• WHAT YOU HAVE TO DO
If a line of the material holds the string "BroadcastNotifier", please copy it.

• DATA EXTRACT
//! SQLite-backed repository for games and their moves.

use sqlx::SqlitePool;

use super::helpers::{decode_kind, decode_side, decode_status};
use crate::game::{ChessGame, GameId, GameRecord, GameStatus};
use crate::persistence::traits::GameRepository;
use crate::persistence::{now_timestamp, PersistenceError};
use crate::player::{Player, PlayerId};

const SELECT_GAME: &str = r#"
    SELECT g.game_id, g.status, g.loser_side, g.source, g.start_date,
           w.player_id AS white_id, w.display_name AS white_name, w.kind AS white_kind,
           w.robot_engine AS white_engine, w.created_at AS white_created_at,
           b.player_id AS black_id, b.display_name AS black_name, b.kind AS black_kind,
           b.robot_engine AS black_engine, b.created_at AS black_created_at
    FROM games g
    JOIN players w ON w.player_id = g.white_id
    JOIN players b ON b.player_id = g.black_id
"#;

/// Row type for game queries with both players joined in.
#[derive(sqlx::FromRow)]
struct GameRow {
    game_id: i64,
    status: String,
    loser_side: Option<String>,
    source: Option<String>,
    start_date: i64,
    white_id: i64,
    white_name: String,
    white_kind: String,
    white_engine: Option<String>,
    white_created_at: i64,
    black_id: i64,
    black_name: String,
    black_kind: String,
    black_engine: Option<String>,
    black_created_at: i64,
}

impl GameRow {
    fn into_game(self, moves: Vec<String>) -> Result<ChessGame, PersistenceError> {
        let id = GameId(self.game_id);
        let record = GameRecord {
            id,
            white: Player {
                id: PlayerId(self.white_id),
                display_name: self.white_name,
                kind: decode_kind(&self.white_kind)?,
                robot_engine: self.white_engine,
                created_at: self.white_created_at as u64,
            },
            black: Player {
                id: PlayerId(self.black_id),
                display_name: self.black_name,
                kind: decode_kind(&self.black_kind)?,
                robot_engine: self.black_engine,
                created_at: self.black_created_at as u64,
            },
            start_date: self.start_date as u64,
            status: decode_status(&self.status)?,
            loser: decode_side(self.loser_side.as_deref())?,
            source: self.source,
            moves,
        };
        ChessGame::restore(record)
            .map_err(|e| PersistenceError::Corrupt(format!("game {id} does not replay: {e}")))
    }
}

/// SQLite implementation of [`GameRepository`].
#[derive(Clone)]
pub struct SqliteGameRepository {
    pool: SqlitePool,
}

impl SqliteGameRepository {
    pub fn new(pool: SqlitePool) -> Self {
        Self { pool }
    }

    async fn hydrate(&self, rows: Vec<GameRow>) -> Result<Vec<ChessGame>, PersistenceError> {
        let mut games = Vec::with_capacity(rows.len());
        for row in rows {
            let moves = load_moves_for_game(&self.pool, row.game_id).await?;
            games.push(row.into_game(moves)?);
        }
        Ok(games)
    }
}

impl GameRepository for SqliteGameRepository {
    async fn find_game(&self, id: GameId) -> Result<Option<ChessGame>, PersistenceError> {
        let row: Option<GameRow> = sqlx::query_as(&format!("{SELECT_GAME} WHERE g.game_id = ?"))
            .bind(id.0)
            .fetch_optional(&self.pool)
            .await?;

        match row {
            None => Ok(None),
            Some(r) => {
                let moves = load_moves_for_game(&self.pool, r.game_id).await?;
                Ok(Some(r.into_game(moves)?))
            }
        }
    }

    async fn save_game(&self, game: &ChessGame) -> Result<ChessGame, PersistenceError> {
        let now = now_timestamp() as i64;
        let status = game.status().as_str();
        let loser = game.loser().map(|s| s.as_str());

        let mut tx = self.pool.begin().await?;

        let (game_id, stored_plies) = match game.id() {
            None => {
                let result = sqlx::query(
                    r#"
                    INSERT INTO games
                        (white_id, black_id, status, loser_side, source, start_date, updated_at)
                    VALUES (?, ?, ?, ?, ?, ?, ?)
                    "#,
                )
                .bind(game.white().id.0)
                .bind(game.black().id.0)
                .bind(status)
                .bind(loser)
                .bind(game.source())
                .bind(game.start_date() as i64)
                .bind(now)
                .execute(&mut *tx)
                .await?;
                (result.last_insert_rowid(), 0usize)
            }
            Some(id) => {
                // An ended game only accepts a rewrite of its own final state.
                let result = sqlx::query(
                    r#"
                    UPDATE games SET status = ?, loser_side = ?, updated_at = ?
                    WHERE game_id = ? AND (status = 'OPEN' OR status = ?)
                    "#,
                )
                .bind(status)
                .bind(loser)
                .bind(now)
                .bind(id.0)
                .bind(status)
                .execute(&mut *tx)
                .await?;
                if result.rows_affected() == 0 {
                    let stored: Option<(String,)> =
                        sqlx::query_as("SELECT status FROM games WHERE game_id = ?")
                            .bind(id.0)
                            .fetch_optional(&mut *tx)
                            .await?;
                    return Err(match stored {
                        Some((stored,)) => PersistenceError::Conflict(format!(
                            "game {id} has already ended ({stored})"
                        )),
                        None => PersistenceError::Corrupt(format!("game {id} is not stored")),
                    });
                }

                let (max_ply,): (Option<i64>,) =
                    sqlx::query_as("SELECT MAX(ply) FROM game_moves WHERE game_id = ?")
                        .bind(id.0)
                        .fetch_one(&mut *tx)
                        .await?;
                (id.0, max_ply.unwrap_or(0) as usize)
            }
        };

        let moves = game.moves();
        if stored_plies > moves.len() {
            return Err(PersistenceError::Corrupt(format!(
                "game {game_id} has {stored_plies} stored moves but only {} in memory",
                moves.len()
            )));
        }

        for mv in &moves[stored_plies..] {
            sqlx::query(
                r#"
                INSERT INTO game_moves (game_id, ply, san, fen_after, position_key)
                VALUES (?, ?, ?, ?, ?)
                "#,
            )
            .bind(game_id)
            .bind(mv.ply as i64)
            .bind(&mv.san)
            .bind(&mv.fen_after)
            .bind(&mv.position_key)
            .execute(&mut *tx)
            .await?;
        }

        tx.commit().await?;

        let mut saved = game.clone();
        saved.set_id(GameId(game_id));
        Ok(saved)
    }

    async fn find_all_by_status(&self, status: GameStatus) -> Result<Vec<ChessGame>, PersistenceError> {
        let rows: Vec<GameRow> =
            sqlx::query_as(&format!("{SELECT_GAME} WHERE g.status = ? ORDER BY g.game_id"))
                .bind(status.as_str())
                .fetch_all(&self.pool)
                .await?;
        self.hydrate(rows).await
    }

    async fn find_by_player(
        &self,
        player: PlayerId,
        open: Option<bool>,
    ) -> Result<Vec<ChessGame>, PersistenceError> {
        let rows: Vec<GameRow> = sqlx::query_as(&format!(
            r#"{SELECT_GAME}
            WHERE (g.white_id = ? OR g.black_id = ?)
              AND (? IS NULL OR (g.status = 'OPEN') = ?)
            ORDER BY g.start_date DESC, g.game_id DESC"#
        ))
        .bind(player.0)
        .bind(player.0)
        .bind(open)
        .bind(open)
        .fetch_all(&self.pool)
        .await?;
        self.hydrate(rows).await
    }

    async fn find_games_containing_position(
        &self,
        position_key: &str,
        exclude: Option<GameId>,
    ) -> Result<Vec<GameId>, PersistenceError> {
        let exclude = exclude.map(|id| id.0);
        let rows: Vec<(i64,)> = sqlx::query_as(
            r#"
            SELECT DISTINCT game_id FROM game_moves
            WHERE position_key = ? AND (? IS NULL OR game_id <> ?)
            ORDER BY game_id
            "#,
        )
        .bind(position_key)
        .bind(exclude)
        .bind(exclude)
        .fetch_all(&self.pool)
        .await?;
        Ok(rows.into_iter().map(|(id,)| GameId(id)).collect())
    }

    async fn count_games(&self) -> Result<u64, PersistenceError> {
        let (count,): (i64,) = sqlx::query_as("SELECT COUNT(*) FROM games")
            .fetch_one(&self.pool)
            .await?;
        Ok(count as u64)
    }
}

/// Load the SAN of every move of a game, ordered by ply.
async fn load_moves_for_game(pool: &SqlitePool, game_id: i64) -> Result<Vec<String>, PersistenceError> {
    let rows: Vec<(String,)> =
        sqlx::query_as("SELECT san FROM game_moves WHERE game_id = ? ORDER BY ply")
            .bind(game_id)
            .fetch_all(pool)
            .await?;
    Ok(rows.into_iter().map(|(san,)| san).collect())
}
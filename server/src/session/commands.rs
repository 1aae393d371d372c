use tokio::sync::oneshot;

use crate::game::{ChessGame, GameError, GameId};
use crate::persistence::PersistenceError;
use crate::player::PlayerId;

#[derive(Debug, thiserror::Error)]
pub enum SessionError {
    /// A chess or game-state rule refused the operation.
    #[error(transparent)]
    Rejected(#[from] GameError),
    #[error("Game not found: {0}")]
    GameNotFound(GameId),
    #[error("Player not found: {0}")]
    PlayerNotFound(PlayerId),
    #[error("Persistence error: {0}")]
    Persistence(#[from] PersistenceError),
    #[error("Internal error: {0}")]
    Internal(String),
}

impl SessionError {
    /// The rule violation behind a rejected operation, if that is what this is.
    pub fn rejection(&self) -> Option<&GameError> {
        match self {
            Self::Rejected(e) => Some(e),
            _ => None,
        }
    }
}

/// Commands sent to a game actor. Each embeds a oneshot for the reply.
pub enum GameCommand {
    MakeMove {
        player: PlayerId,
        notation: String,
        reply: oneshot::Sender<Result<ChessGame, SessionError>>,
    },
    Resign {
        player: PlayerId,
        reply: oneshot::Sender<Result<ChessGame, SessionError>>,
    },
    GetGame {
        reply: oneshot::Sender<ChessGame>,
    },
    Shutdown,
}
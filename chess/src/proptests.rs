//! Property tests over randomly played legal games.

use proptest::prelude::*;

use crate::game::Game;
use crate::pgn::san::{format_san, parse_san};

proptest! {
    #![proptest_config(ProptestConfig::with_cases(64))]

    /// Every legal move's canonical SAN resolves back to that same move.
    #[test]
    fn san_format_and_resolve_agree(choices in prop::collection::vec(any::<prop::sample::Index>(), 1..80)) {
        let mut game = Game::new();
        for choice in choices {
            let moves = game.legal_moves();
            if moves.is_empty() {
                break;
            }
            let board = game.position().clone();
            for &mv in &moves {
                let san = format_san(&board, mv);
                prop_assert_eq!(parse_san(&board, &san), Ok(mv), "san {}", san);
            }
            let mv = moves[choice.index(moves.len())];
            game.play(mv).unwrap();
        }
    }

    /// Replaying the recorded notation reproduces the final position.
    #[test]
    fn history_replays(choices in prop::collection::vec(any::<prop::sample::Index>(), 1..60)) {
        let mut game = Game::new();
        for choice in choices {
            let moves = game.legal_moves();
            if moves.is_empty() {
                break;
            }
            game.play(moves[choice.index(moves.len())]).unwrap();
        }

        let mut replay = Game::new();
        for entry in game.history() {
            replay.play_san(&entry.san).unwrap();
        }
        prop_assert_eq!(replay.to_fen(), game.to_fen());
        prop_assert_eq!(replay.history().len(), game.history().len());
    }
}
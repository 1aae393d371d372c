//! Common utilities for the chess club crates
//!
//! This crate provides the shared notation converters (squares, files,
//! ranks and pieces to and from text) used by the chess kernel
//! and the club server.

pub mod converters;

// Re-export commonly used items
pub use converters::*;
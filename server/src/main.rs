use std::path::{Path, PathBuf};
use std::sync::Arc;

use anyhow::Context;
use clap::{Parser, Subcommand};
use tokio::sync::watch;
use tracing_appender::non_blocking::WorkerGuard;
use tracing_subscriber::{fmt, prelude::*, EnvFilter};

use chessclub_server::config::ServerConfig;
use chessclub_server::game::GameStatus;
use chessclub_server::jobs::{PgnImportProcessor, RobotRecoveryJob};
use chessclub_server::monitoring::LoggingMonitor;
use chessclub_server::notify::BroadcastNotifier;
use chessclub_server::persistence::sqlite::{Database, SqlitePersistence};
use chessclub_server::persistence::{GameRepository, Persistence, PlayerRepository};
use chessclub_server::player::PlayerFactory;
use chessclub_server::session::GameManager;

#[derive(Parser)]
#[command(name = "chessclub-server", about = "Chess club game server and PGN importer")]
struct Cli {
    /// SQLite database file. Overrides CHESSCLUB_DATABASE.
    #[arg(long, global = true)]
    database: Option<PathBuf>,

    #[command(subcommand)]
    command: Commands,
}

#[derive(Subcommand)]
enum Commands {
    /// Run the background jobs until interrupted.
    Serve,
    /// Import one or more PGN archives.
    Import {
        #[arg(required = true)]
        files: Vec<PathBuf>,
    },
    /// Seed an empty database with sample players and games.
    Bootstrap,
    /// Print player and game counts.
    Stats,
}

#[tokio::main]
async fn main() -> anyhow::Result<()> {
    let cli = Cli::parse();
    let mut config = ServerConfig::from_env();
    if let Some(path) = cli.database {
        config.database_path = path;
    }
    let _guard = init_tracing(config.log_dir.as_deref())?;

    let db = Database::open(&config.database_path)
        .await
        .with_context(|| format!("opening database {}", config.database_path.display()))?;
    let store = Arc::new(SqlitePersistence::new(&db));

    let outcome = match cli.command {
        Commands::Serve => serve(&config, store).await,
        Commands::Import { files } => import(store, &files).await,
        Commands::Bootstrap => bootstrap(store).await,
        Commands::Stats => stats(store).await,
    };
    db.close().await;
    outcome
}

fn init_tracing(log_dir: Option<&Path>) -> anyhow::Result<Option<WorkerGuard>> {
    let (file_layer, guard) = match log_dir {
        Some(dir) => {
            std::fs::create_dir_all(dir)
                .with_context(|| format!("creating log directory {}", dir.display()))?;
            let appender = tracing_appender::rolling::daily(dir, "chessclub-server");
            let (writer, guard) = tracing_appender::non_blocking(appender);
            let layer = fmt::layer()
                .with_writer(writer)
                .with_ansi(false)
                .with_target(true)
                .with_line_number(true);
            (Some(layer), Some(guard))
        }
        None => (None, None),
    };

    tracing_subscriber::registry()
        .with(EnvFilter::try_from_default_env().unwrap_or_else(|_| EnvFilter::new("info")))
        .with(fmt::layer().with_writer(std::io::stderr))
        .with(file_layer)
        .init();
    Ok(guard)
}

async fn serve(config: &ServerConfig, store: Arc<SqlitePersistence>) -> anyhow::Result<()> {
    let notifier = Arc::new(BroadcastNotifier::default());
    let monitor = Arc::new(LoggingMonitor::new());
    let mut updates = notifier.subscribe();

    let listener = tokio::spawn(async move {
        while let Ok(update) = updates.recv().await {
            if update.robot_to_move {
                tracing::info!(game_id = ?update.game_id, robot = %update.next_player, "Robot to move");
            }
        }
    });

    let job = RobotRecoveryJob::new(store, notifier, monitor);
    let (stop_tx, stop_rx) = watch::channel(false);
    let delay = config.robot_recovery_delay;
    let interval = config.robot_recovery_interval;
    let runner = tokio::spawn(async move { job.run(delay, interval, stop_rx).await });

    tracing::info!("Chess club server running, press Ctrl-C to stop");
    tokio::signal::ctrl_c()
        .await
        .context("waiting for Ctrl-C")?;

    tracing::info!("Shutting down");
    let _ = stop_tx.send(true);
    runner.await.context("robot recovery job panicked")?;
    listener.abort();
    Ok(())
}

async fn import(store: Arc<SqlitePersistence>, files: &[PathBuf]) -> anyhow::Result<()> {
    let monitor = Arc::new(LoggingMonitor::new());
    let processor = PgnImportProcessor::new(store, monitor.clone());

    let mut failed = 0;
    for (path, result) in processor.process_all(files).await {
        match result {
            Ok(report) => println!(
                "{}: imported {} of {} games ({} skipped) in {:.2?}",
                path.display(),
                report.imported,
                report.processed,
                report.skipped,
                report.elapsed
            ),
            Err(e) => {
                failed += 1;
                println!("{}: failed: {}", path.display(), e);
            }
        }
    }

    let totals = monitor.totals("pgn_import", "import");
    println!("Total: {} games imported", totals.count);
    if failed > 0 {
        anyhow::bail!("{failed} of {} file(s) could not be imported", files.len());
    }
    Ok(())
}

async fn bootstrap(store: Arc<SqlitePersistence>) -> anyhow::Result<()> {
    if store.players().count_players().await? > 0 {
        println!("Database already has players, nothing to do");
        return Ok(());
    }

    let factory = PlayerFactory::new(store.clone());
    let anna = factory.register_human("Anna").await?;
    let boris = factory.register_human("Boris").await?;
    let robot = factory.register_robot("Robo", "random").await?;

    let manager = GameManager::new(store, Arc::new(BroadcastNotifier::default()));

    let open = manager.create_game(anna.id, anna.id, boris.id).await?;
    let open_id = open.id().context("created game has no id")?;
    for (player, san) in [(anna.id, "e4"), (boris.id, "e5"), (anna.id, "Nf3")] {
        manager.make_move(open_id, player, san).await?;
    }

    let waiting = manager.create_game(anna.id, anna.id, robot.id).await?;
    let waiting_id = waiting.id().context("created game has no id")?;
    manager.make_move(waiting_id, anna.id, "d4").await?;
    manager.shutdown().await;

    println!("Created players {}, {} and {}", anna, boris, robot);
    println!("Created games {} and {}", open_id, waiting_id);
    Ok(())
}

async fn stats(store: Arc<SqlitePersistence>) -> anyhow::Result<()> {
    println!("Players: {}", store.players().count_players().await?);
    println!("Games:   {}", store.games().count_games().await?);
    for status in [
        GameStatus::Open,
        GameStatus::EndedCheckmate,
        GameStatus::EndedResignation,
        GameStatus::EndedDraw,
    ] {
        let games = store.games().find_all_by_status(status).await?;
        println!("  {:<18} {}", status.as_str(), games.len());
    }
    Ok(())
}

• EXPECTED OUTPUT
use chessclub_server::notify::BroadcastNotifier;
    let notifier = Arc::new(BroadcastNotifier::default());
    let manager = GameManager::new(store, Arc::new(BroadcastNotifier::default()));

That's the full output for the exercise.